Ontario businesses continue to underinvest in productivity-enhancing activities such as research and development (R&D). Business R&D as a percentage of GDP in Ontario has continuously lagged behind the U.S. Between 2001 and 2011, Ontario’s business R&D as a percentage of GDP declined from 1.7% to 1.2%, while the U.S. remained at 1.9%.
Ontario outpaces most other advanced economies in higher education R&D funded by business. Business funding of higher education R&D is a measure of industrial-academic cooperation in R&D and technology transfer.
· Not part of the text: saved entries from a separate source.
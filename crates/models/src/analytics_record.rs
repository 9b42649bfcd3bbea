use sea_orm::{entity::prelude::*, ActiveModelTrait, DatabaseConnection, NotSet, Set};
use chrono::Utc;
use serde::{Deserialize, Serialize};

use crate::errors::ModelError;

/// Append-only metric sample; there is no update or delete path.
#[derive(Clone, Debug, PartialEq, DeriveEntityModel, Serialize, Deserialize)]
#[sea_orm(table_name = "analytics_records")]
pub struct Model {
    #[sea_orm(primary_key)]
    pub id: i64,
    pub metric_name: String,
    pub metric_value: f64,
    pub metric_kind: MetricKind,
    #[sea_orm(column_type = "JsonBinary", nullable)]
    pub tags: Option<Json>,
    pub recorded_at: DateTimeWithTimeZone,
}

#[derive(Clone, Debug, PartialEq, Eq, EnumIter, DeriveActiveEnum, Serialize, Deserialize)]
#[sea_orm(rs_type = "String", db_type = "String(StringLen::N(16))")]
pub enum MetricKind {
    #[sea_orm(string_value = "counter")]
    Counter,
    #[sea_orm(string_value = "gauge")]
    Gauge,
    #[sea_orm(string_value = "histogram")]
    Histogram,
}

#[derive(Copy, Clone, Debug, EnumIter)]
pub enum Relation {}

impl RelationTrait for Relation {
    fn def(&self) -> RelationDef { panic!("no relations defined here") }
}

impl ActiveModelBehavior for ActiveModel {}

pub async fn record(
    db: &DatabaseConnection,
    metric_name: &str,
    metric_value: f64,
    metric_kind: MetricKind,
    tags: Option<Json>,
) -> Result<Model, ModelError> {
    if metric_name.trim().is_empty() {
        return Err(ModelError::Validation("metric name required".into()));
    }
    let am = ActiveModel {
        id: NotSet,
        metric_name: Set(metric_name.to_string()),
        metric_value: Set(metric_value),
        metric_kind: Set(metric_kind),
        tags: Set(tags),
        recorded_at: Set(Utc::now().into()),
    };
    am.insert(db).await.map_err(|e| ModelError::Db(e.to_string()))
}
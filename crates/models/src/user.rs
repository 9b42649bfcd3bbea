use sea_orm::{entity::prelude::*, DatabaseConnection, QueryFilter, QueryOrder};
use serde::{Deserialize, Serialize};
use uuid::Uuid;

use crate::errors::ModelError;

#[derive(Clone, Debug, PartialEq, DeriveEntityModel, Serialize, Deserialize)]
#[sea_orm(table_name = "users")]
pub struct Model {
    #[sea_orm(primary_key, auto_increment = false)]
    pub id: Uuid,
    pub username: String,
    pub email: String,
    pub password_hash: String,
    pub first_name: String,
    pub last_name: String,
    pub phone: Option<String>,
    pub role: UserRole,
    pub status: UserStatus,
    pub is_verified: bool,
    pub login_attempts: i32,
    pub last_login_at: Option<DateTimeWithTimeZone>,
    pub last_login_ip: Option<String>,
    pub registration_ip: Option<String>,
    pub created_at: DateTimeWithTimeZone,
    pub updated_at: DateTimeWithTimeZone,
}

/// Account role; the storage layer rejects values outside this set.
#[derive(Clone, Debug, PartialEq, Eq, EnumIter, DeriveActiveEnum, Serialize, Deserialize)]
#[sea_orm(rs_type = "String", db_type = "String(StringLen::N(32))")]
pub enum UserRole {
    #[sea_orm(string_value = "user")]
    User,
    #[sea_orm(string_value = "employer")]
    Employer,
    #[sea_orm(string_value = "admin")]
    Admin,
}

/// Account status; the storage layer rejects values outside this set.
#[derive(Clone, Debug, PartialEq, Eq, EnumIter, DeriveActiveEnum, Serialize, Deserialize)]
#[sea_orm(rs_type = "String", db_type = "String(StringLen::N(32))")]
pub enum UserStatus {
    #[sea_orm(string_value = "active")]
    Active,
    #[sea_orm(string_value = "suspended")]
    Suspended,
    #[sea_orm(string_value = "pending")]
    Pending,
    #[sea_orm(string_value = "blocked")]
    Blocked,
}

#[derive(Copy, Clone, Debug, EnumIter)]
pub enum Relation {}

impl RelationTrait for Relation {
    fn def(&self) -> RelationDef { panic!("no relations defined here") }
}

impl ActiveModelBehavior for ActiveModel {}

impl Model {
    pub fn full_name(&self) -> String {
        format!("{} {}", self.first_name, self.last_name)
    }
}

pub async fn find_by_email(db: &DatabaseConnection, email: &str) -> Result<Option<Model>, ModelError> {
    Entity::find()
        .filter(Column::Email.eq(email))
        .one(db)
        .await
        .map_err(|e| ModelError::Db(e.to_string()))
}

/// All administrator accounts, oldest first.
pub async fn find_admins(db: &DatabaseConnection) -> Result<Vec<Model>, ModelError> {
    Entity::find()
        .filter(Column::Role.eq(UserRole::Admin))
        .order_by_asc(Column::CreatedAt)
        .all(db)
        .await
        .map_err(|e| ModelError::Db(e.to_string()))
}
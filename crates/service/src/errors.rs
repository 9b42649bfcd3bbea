use sea_orm::DbErr;
use thiserror::Error;

/// Failure taxonomy for the bootstrap run.
///
/// `Connection` and `Provisioning` abort the run immediately. `Constraint`
/// is the expected outcome of racing an insert-or-skip seed and is
/// swallowed on those paths only. `Reporting` is advisory and never turns
/// a successful bootstrap into a failure exit.
#[derive(Debug, Error)]
pub enum BootstrapError {
    #[error("connection error: {0}")]
    Connection(String),
    #[error("provisioning error: {0}")]
    Provisioning(String),
    #[error("constraint violation: {0}")]
    Constraint(String),
    #[error("seed error: {0}")]
    Seed(String),
    #[error("reporting error: {0}")]
    Reporting(String),
    #[error("model error: {0}")]
    Model(#[from] models::errors::ModelError),
}

impl BootstrapError {
    /// Classify a database error: reachability/authentication problems are
    /// `Connection`, everything else during schema work is `Provisioning`.
    pub fn from_db(context: &str, err: DbErr) -> Self {
        match err {
            DbErr::Conn(e) => Self::Connection(format!("{context}: {e}")),
            DbErr::ConnectionAcquire(e) => Self::Connection(format!("{context}: {e}")),
            other => Self::Provisioning(format!("{context}: {other}")),
        }
    }
}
In 2010, Ontario businesses funded 7.6% of the R&D performed by higher education institutions. Ontario’s proportion of business-funded higher education R&D exceeded the OECD average, as well as the U.S. (5.2%) and the U.K. (4.1%). Among the G7 countries, only Germany (13.9%) had higher education R&D funded by business than Ontario.
This bar chart shows average annual per cent change in Canadian manufacturing productivity growth for 1990–2006. The chart divides firms into Export Entrants, Continuing Exporters and All Continuing Manufacturers. It finds that Canadian manufacturers entering export markets between 1990 and 2006 had annual productivity growth of 2.3%, which is larger than 1.7% for continuing exporters and significantly larger than the 0.3% for all continuing manufacturers.